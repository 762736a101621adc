//! One sampling pass over the process table

use crate::collector::{ProbeOutcome, ProcessCollector, ProcessSample};
use crate::error::SampleError;
use crate::logging::LogContext;
use crate::primer::PrimedCpu;
use crate::ranking::{select_top_n, Metric, SampleBatch};
use tracing::{debug, info, Span};

/// Outcome counters of the most recent pass.
#[derive(Debug, Clone, Copy, Default, PartialEq, Eq)]
pub struct SampleStats {
    pub sampled: usize,
    pub no_memory_info: usize,
    pub access_denied: usize,
    pub vanished: usize,
}

impl SampleStats {
    pub fn errors(&self) -> usize {
        self.no_memory_info + self.access_denied + self.vanished
    }

    fn record(&mut self, pid: u32, outcome: ProbeOutcome) -> Option<ProcessSample> {
        match outcome {
            ProbeOutcome::Sampled(sample) => {
                self.sampled += 1;
                return Some(sample);
            }
            ProbeOutcome::SkippedNoMemoryInfo => {
                self.no_memory_info += 1;
                debug!(pid, "process has no memory info");
            }
            ProbeOutcome::SkippedAccessDenied => {
                self.access_denied += 1;
                debug!(pid, "access denied");
            }
            ProbeOutcome::SkippedVanished => {
                self.vanished += 1;
                debug!(pid, "process vanished");
            }
        }
        None
    }
}

pub struct ProcessSampler<C> {
    collector: C,
    stats: SampleStats,
    span: Span,
}

impl<C: ProcessCollector> ProcessSampler<C> {
    pub fn new(collector: C, log: &LogContext) -> Self {
        Self {
            collector,
            stats: SampleStats::default(),
            span: log.component("process_monitor"),
        }
    }

    pub fn collector(&self) -> &C {
        &self.collector
    }

    pub fn last_stats(&self) -> SampleStats {
        self.stats
    }

    /// Top `limit` processes by resident memory.
    pub fn sample_memory(&mut self, limit: usize) -> Result<SampleBatch, SampleError> {
        self.pass(limit, false)
    }

    /// Top `limit` processes by resident memory, each with CPU usage since
    /// its previous reading.
    pub fn sample_memory_and_cpu(
        &mut self,
        _primed: &PrimedCpu,
        limit: usize,
    ) -> Result<SampleBatch, SampleError> {
        self.pass(limit, true)
    }

    fn pass(&mut self, limit: usize, with_cpu: bool) -> Result<SampleBatch, SampleError> {
        let _enter = self.span.clone().entered();
        self.stats = SampleStats::default();
        debug!(limit, with_cpu, "collecting top processes");

        let pids = self.collector.list_pids()?;
        let mut samples = Vec::with_capacity(pids.len());
        for &pid in &pids {
            let outcome = self.collector.probe(pid, with_cpu);
            if let Some(sample) = self.stats.record(pid, outcome) {
                samples.push(sample);
            }
        }
        if with_cpu {
            self.collector.retain_cpu(&pids);
        }

        let top = select_top_n(samples, limit, Metric::Memory).with_cpu(with_cpu);
        info!(
            collected = self.stats.sampled,
            errors = self.stats.errors(),
            returned = top.len(),
            "sampling pass complete"
        );
        Ok(top)
    }
}
//! CPU accounting warm-up
//!
//! A CPU percentage is a delta between two readings, so the first reading of
//! any process is meaningless. Priming takes that first reading for every
//! visible process, then waits long enough for the next one to be useful.

use crate::collector::ProcessCollector;
use crate::error::SampleError;
use crate::monitor::wait_or_cancel;
use std::time::{Duration, Instant};
use tokio::sync::watch;
use tracing::debug;

pub const DEFAULT_WARMUP: Duration = Duration::from_secs(1);

/// Proof that CPU baselines were established. CPU sampling requires one.
#[derive(Debug)]
pub struct PrimedCpu {
    primed: usize,
    skipped: usize,
    at: Instant,
}

impl PrimedCpu {
    /// Processes that received a baseline.
    pub fn primed(&self) -> usize {
        self.primed
    }

    /// Processes that vanished or could not be read while priming.
    pub fn skipped(&self) -> usize {
        self.skipped
    }

    pub fn at(&self) -> Instant {
        self.at
    }
}

/// Records baselines without waiting. Callers must let time pass before the
/// first CPU reading; `prime_all` does that for them.
pub fn prime_baselines<C: ProcessCollector + ?Sized>(collector: &C) -> Result<PrimedCpu, SampleError> {
    collector.reset_cpu();
    let pids = collector.list_pids()?;
    let mut primed = 0;
    for &pid in &pids {
        if collector.prime_cpu(pid) {
            primed += 1;
        }
    }
    let skipped = pids.len() - primed;
    debug!(primed, skipped, "cpu baselines recorded");
    Ok(PrimedCpu {
        primed,
        skipped,
        at: Instant::now(),
    })
}

/// Hands `primed` back once `warmup` has passed, or `None` if `shutdown`
/// turned true (or its sender dropped) first.
pub async fn warm_up(
    primed: PrimedCpu,
    warmup: Duration,
    shutdown: &mut watch::Receiver<bool>,
) -> Option<PrimedCpu> {
    if wait_or_cancel(warmup, shutdown).await {
        debug!("warm-up cancelled");
        return None;
    }
    Some(primed)
}

/// Primes every visible process and sleeps `warmup` before returning.
///
/// For one-shot callers without a shutdown signal. Long runs call
/// `prime_baselines` followed by `warm_up` instead.
pub async fn prime_all<C: ProcessCollector + ?Sized>(
    collector: &C,
    warmup: Duration,
) -> Result<PrimedCpu, SampleError> {
    let token = prime_baselines(collector)?;
    tokio::time::sleep(warmup).await;
    Ok(token)
}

● ● ●

Requirement ▸
Of all the lines in the entries, count those with the string "await", and report only that number.

Solution for this problem ▸
2